Though this threat is much more pronounced in older women, it is important to understand why this is so, so possible preventative measures can be instituted as soon as possible.

Frequently, the reasons women may experience more symptoms of heart disease include:

Altered Blood Lipids (Cholesterol Values)

A pre-menopausal woman is generally at a reduced risk of heart disease compared to a man of the same age. Why? One major factor; estrogen. Estrogen is able to increase the levels of the good cholesterol (HDL) in the blood, while simultaneously reducing the bad (LDL). As menopause occurs, and estrogen levels plummet, this natural “defense” mechanism in lost, and the tide changes.

However, HDL and LDL are not the only indicators of impending heart disease, as triglycerides play an equal and likely greater role in development. Low HDL and high triglyceride levels are likely the culprits of heart disease.


Traditionally, women are less active than men, and are often less likely to get involved in some sort of physical activity. This is one of the major contributing factors to heart disease, as exercise helps to reduce blood lipid levels, improve insulin sensitivity and function and build muscle mass (which then supports a healthy metabolism).

Women that do not partake in physical exercise are predisposed to development of metabolic syndrome, a group of symptoms, which include resistance to insulin, excessive abdominal fat and more. Metabolic syndrome exponentially increases the risk of developing heart disease or death via heart attack.
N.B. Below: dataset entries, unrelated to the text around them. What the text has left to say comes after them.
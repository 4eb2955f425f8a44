//! Event pump turning `rumqttc` traffic into [`ServiceEvent`]s.
//!
//! The `rumqttc` event loop runs on its own task, started on the first call
//! to [`MqttDriver::next_event`]. It resolves subscribe acknowledgements,
//! classifies inbound publishes, and applies the reconnect backoff. Shadow
//! request timeouts are swept by the driver itself.

use std::{collections::VecDeque, sync::Arc, time::Duration};

use bytes::Bytes;
use rumqttc::{AsyncClient, ConnectionError, Event, EventLoop, Outgoing, Packet, SubscribeReasonCode};
use serde_json::Value;
use tokio::{sync::mpsc, task::JoinHandle, time::Instant};
use tokio_util::sync::CancellationToken;
use tracing::{debug, info, trace, warn};

use super::{
    MqttTransport,
    from_rumqttc_qos,
    inflight::Inflight,
    shadow::{self, ShadowTopic},
};
use crate::{
    client::{SharedConnection, lock},
    codec::{FrameDecoder, InboundFrame},
    config::ConnectionConfig,
    service::{BrokerError, ServiceEvent},
};

/// Capacity of the channel between the event loop task and the driver.
pub const EVENT_CAPACITY: usize = 64;

/// Exponential reconnect delay.
#[derive(Clone, Copy, Debug, PartialEq, Eq)]
pub struct Backoff {
    base: Duration,
    maximum: Duration,
    attempt: u32,
}

impl Backoff {
    /// Start at `base`, doubling up to `maximum`.
    #[must_use]
    pub fn new(base: Duration, maximum: Duration) -> Self {
        Self {
            base,
            maximum: maximum.max(base),
            attempt: 0,
        }
    }

    /// Delay before the next attempt.
    pub fn next_delay(&mut self) -> Duration {
        let factor = 2_u32.saturating_pow(self.attempt);
        self.attempt = self.attempt.saturating_add(1);
        self.base.saturating_mul(factor).min(self.maximum)
    }

    /// Forget failed attempts after a successful connection.
    pub fn reset(&mut self) { self.attempt = 0; }
}

/// Outcome of translating one event loop event.
#[derive(Debug, Default, PartialEq)]
pub(crate) struct Translated {
    pub(crate) events: Vec<ServiceEvent>,
    /// Topics no longer needed once this event is handled.
    pub(crate) release: Vec<String>,
}

impl Translated {
    fn event(event: ServiceEvent) -> Self {
        Self {
            events: vec![event],
            release: Vec::new(),
        }
    }
}

/// Translate one event loop event, resolving acknowledgement waiters.
pub(crate) fn translate(event: Event, inflight: &Inflight) -> Translated {
    match event {
        Event::Incoming(Packet::ConnAck(_)) => Translated::event(ServiceEvent::Connect),
        Event::Incoming(Packet::Publish(publish)) => route_publish(publish.topic, publish.payload, inflight),
        Event::Incoming(Packet::SubAck(ack)) => {
            let codes: Vec<_> = ack
                .return_codes
                .iter()
                .map(|code| match code {
                    SubscribeReasonCode::Success(qos) => Some(from_rumqttc_qos(*qos)),
                    SubscribeReasonCode::Failure => None,
                })
                .collect();
            match inflight.take_ack(ack.pkid) {
                Some(waiter) => waiter.resolve(&codes),
                None => trace!(packet_id = ack.pkid, "suback without a waiter"),
            }
            Translated::default()
        }
        Event::Outgoing(Outgoing::Subscribe(packet_id)) => {
            if !inflight.bind(packet_id) {
                trace!(packet_id, "subscribe replayed without a waiter");
            }
            Translated::default()
        }
        _ => Translated::default(),
    }
}

fn route_publish(topic: String, payload: Bytes, inflight: &Inflight) -> Translated {
    let Some(parsed) = shadow::parse_topic(&topic) else {
        return Translated::event(ServiceEvent::Message { topic, payload });
    };
    let document = match serde_json::from_slice::<Value>(&payload) {
        Ok(document) => document,
        Err(error) => {
            warn!(%topic, %error, "shadow document is not valid JSON");
            return Translated::event(ServiceEvent::Message { topic, payload });
        }
    };

    match parsed {
        ShadowTopic::Response { thing, op, status } => {
            let tracked = shadow::response_token(&document)
                .and_then(|token| inflight.complete_operation(&token).map(|pending| (token, pending)));
            let current = shadow::document_version(&document)
                .is_none_or(|version| inflight.observe_version(thing, version));
            match tracked {
                Some((token, pending)) => {
                    let release = if pending.transient {
                        shadow::operation_topics(thing, op).to_vec()
                    } else {
                        Vec::new()
                    };
                    if !current {
                        debug!(thing, op = op.as_str(), "discarding stale answer");
                        return Translated {
                            events: Vec::new(),
                            release,
                        };
                    }
                    Translated {
                        events: vec![ServiceEvent::Status {
                            thing: thing.to_owned(),
                            status,
                            token,
                            state: document,
                        }],
                        release,
                    }
                }
                None if inflight.thing(thing).is_some() => {
                    trace!(thing, op = op.as_str(), "answer to another client's request");
                    Translated::default()
                }
                None => Translated::event(ServiceEvent::Message { topic, payload }),
            }
        }
        ShadowTopic::Delta { thing } => {
            if inflight.thing(thing).is_none() {
                return Translated::event(ServiceEvent::Message { topic, payload });
            }
            if let Some(version) = shadow::document_version(&document) {
                if !inflight.observe_version(thing, version) {
                    debug!(thing, version, "discarding stale delta");
                    return Translated::default();
                }
            }
            Translated::event(ServiceEvent::Delta {
                thing: thing.to_owned(),
                state: document,
            })
        }
    }
}

/// State owned by the event loop task.
struct Pump {
    eventloop: EventLoop,
    client: AsyncClient,
    inflight: Arc<Inflight>,
    events: mpsc::Sender<ServiceEvent>,
    backoff: Backoff,
    /// A CONNACK was seen since the last connection loss.
    connected: bool,
    verbose: bool,
}

impl Pump {
    async fn run(mut self, shutdown: CancellationToken) {
        loop {
            let polled = tokio::select! {
                () = shutdown.cancelled() => break,
                polled = self.eventloop.poll() => polled,
            };
            let (events, lost) = match polled {
                Ok(event) => (self.handle(event), false),
                Err(ConnectionError::RequestsDone) => {
                    debug!("all client handles dropped, stopping event loop");
                    break;
                }
                Err(error) => (self.connection_lost(&error), true),
            };
            for event in events {
                if self.events.send(event).await.is_err() {
                    return;
                }
            }
            if !lost {
                continue;
            }
            let delay = self.backoff.next_delay();
            debug!(?delay, "waiting before reconnect");
            tokio::select! {
                () = shutdown.cancelled() => break,
                () = tokio::time::sleep(delay) => {}
            }
            if self.events.send(ServiceEvent::Reconnect).await.is_err() {
                return;
            }
        }
    }

    fn handle(&mut self, event: Event) -> Vec<ServiceEvent> {
        if self.verbose {
            debug!(?event, "mqtt event");
        } else {
            trace!(?event, "mqtt event");
        }
        if matches!(event, Event::Incoming(Packet::ConnAck(_))) {
            info!("connected to broker");
            self.backoff.reset();
            self.connected = true;
        }
        let Translated { events, release } = translate(event, &self.inflight);
        for topic in release {
            if let Err(error) = self.client.try_unsubscribe(topic.clone()) {
                debug!(%topic, %error, "could not release shadow answer topic");
            }
        }
        events
    }

    fn connection_lost(&mut self, error: &ConnectionError) -> Vec<ServiceEvent> {
        warn!(%error, "broker connection lost");
        for waiter in self.inflight.drain_waiters() {
            waiter.fail(BrokerError::Disconnected);
        }
        let mut events = vec![
            ServiceEvent::Error {
                reason: error.to_string(),
            },
            ServiceEvent::Close,
        ];
        if self.connected {
            events.push(ServiceEvent::Offline);
        }
        self.connected = false;
        events
    }
}

/// Source of [`ServiceEvent`]s for a connection built by
/// [`ConnectionBuilder::connect_mqtt`](crate::client::ConnectionBuilder::connect_mqtt).
pub struct MqttDriver {
    events: mpsc::Receiver<ServiceEvent>,
    pump: Option<Pump>,
    task: Option<JoinHandle<()>>,
    client: AsyncClient,
    inflight: Arc<Inflight>,
    expired: VecDeque<ServiceEvent>,
    shutdown: CancellationToken,
}

impl std::fmt::Debug for MqttDriver {
    fn fmt(&self, f: &mut std::fmt::Formatter<'_>) -> std::fmt::Result {
        f.debug_struct("MqttDriver")
            .field("started", &self.pump.is_none())
            .field("inflight", &self.inflight)
            .field("expired", &self.expired.len())
            .finish_non_exhaustive()
    }
}

impl MqttDriver {
    pub(crate) fn new(
        client: AsyncClient,
        eventloop: EventLoop,
        inflight: Arc<Inflight>,
        config: &ConnectionConfig,
    ) -> Self {
        let (tx, events) = mpsc::channel(EVENT_CAPACITY);
        let pump = Pump {
            eventloop,
            client: client.clone(),
            inflight: Arc::clone(&inflight),
            events: tx,
            backoff: Backoff::new(config.base_reconnect_time, config.maximum_reconnect_time),
            connected: false,
            verbose: config.debug,
        };
        Self {
            events,
            pump: Some(pump),
            task: None,
            client,
            inflight,
            expired: VecDeque::new(),
            shutdown: CancellationToken::new(),
        }
    }

    /// Wait for the next event.
    ///
    /// Starts the event loop task on first use. Returns `None` once the
    /// event loop has stopped. Cancelling the returned future loses no
    /// events.
    pub async fn next_event(&mut self) -> Option<ServiceEvent> {
        if let Some(pump) = self.pump.take() {
            self.task = Some(tokio::spawn(pump.run(self.shutdown.clone())));
        }
        loop {
            if let Some(event) = self.expired.pop_front() {
                return Some(event);
            }
            let deadline = self.inflight.next_deadline();
            tokio::select! {
                event = self.events.recv() => return event,
                () = sleep_until(deadline) => self.expire_operations(),
            }
        }
    }

    fn expire_operations(&mut self) {
        for (token, pending) in self.inflight.expire(Instant::now().into_std()) {
            warn!(thing = %pending.thing, %token, op = pending.op.as_str(), "shadow request timed out");
            if pending.transient {
                for topic in shadow::operation_topics(&pending.thing, pending.op) {
                    if let Err(error) = self.client.try_unsubscribe(topic) {
                        debug!(%error, "could not release shadow answer topic");
                    }
                }
            }
            self.expired.push_back(ServiceEvent::Timeout {
                thing: pending.thing,
                token,
            });
        }
    }

    /// Stop the event loop task.
    pub async fn shutdown(mut self) {
        self.shutdown.cancel();
        if let Some(task) = self.task.take() {
            if let Err(error) = task.await {
                warn!(%error, "event loop task failed");
            }
        }
    }
}

async fn sleep_until(deadline: Option<std::time::Instant>) {
    match deadline {
        Some(deadline) => tokio::time::sleep_until(Instant::from_std(deadline)).await,
        None => std::future::pending().await,
    }
}

/// Pump events from `driver` into `connection` until `shutdown` fires or the
/// event loop stops.
///
/// On exit the broker session is ended and a final
/// [`ServiceEvent::Close`] is dispatched, leaving the connection clean.
pub async fn drive<D>(
    connection: SharedConnection<MqttTransport, D>,
    mut driver: MqttDriver,
    shutdown: CancellationToken,
) where
    D: FrameDecoder,
    D::Frame: InboundFrame,
{
    loop {
        let event = tokio::select! {
            () = shutdown.cancelled() => break,
            event = driver.next_event() => event,
        };
        let Some(event) = event else {
            break;
        };
        lock(&connection).dispatch(event);
    }
    {
        let mut guard = lock(&connection);
        if let Err(error) = guard.service().disconnect() {
            debug!(%error, "could not queue disconnect");
        }
        guard.dispatch(ServiceEvent::Close);
    }
    driver.shutdown().await;
}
Smoking is bad for everyone, but women who smoke may experience a two-fold risk of heart disease than when compared to men. Women are also more likely to be unsuccessful in cessation treatment (such as with using nicotine) and coupled with reduced estrogen protection post-menopause, is a recipe for disaster.

Stress And Depression

Women suffer from symptoms of depression more frequently than men do, and may not handle the influence of stress as efficiently.
The result?

Disruption of the normal hormonal and neuro-chemical balance ion the body, predisposing to other conditions such as high blood pressure, hastened atherosclerotic blockages (deposits in blood vessels) and reduced amount of circulating endorphins.

Endorphins are protective on the heart, and keeping stress levels low. Depression and stress act in a negative synergistic way to promote development of heart disease.

How Can Women Reduce Their Risk?

The good news is, by making smart lifestyle changes today, you can minimize your risk of developing heart disease later in life, or if you are already en route, to take it in hand. Try following these tips:

Take Nutrition Seriously

Don’t take youth for granted. Eat lots of dark green vegetables, some of which help promote excretion of bile acids. Bile acids are made from cholesterol, so every time you promote removal, cholesterol levels drop in an attempt to make more. Fiber, and including good fats in your diet are a solid insurance option against heart disease.


Perform both a mix of aerobic and anaerobic exercise, which will keep the heart pumping efficiently, burning fatty acids, and strengthening muscle and bones, which will enable movement for a long time to come. Exercise also boosts endorphin levels, which help control depression and stress levels.

Don’t Smoke

Smoking does nothing for you. The best way is to never start, a quitting is often difficult. Don’t fall victim to peer pressure or the “in-crowd.” Stand out, and do it for years to come!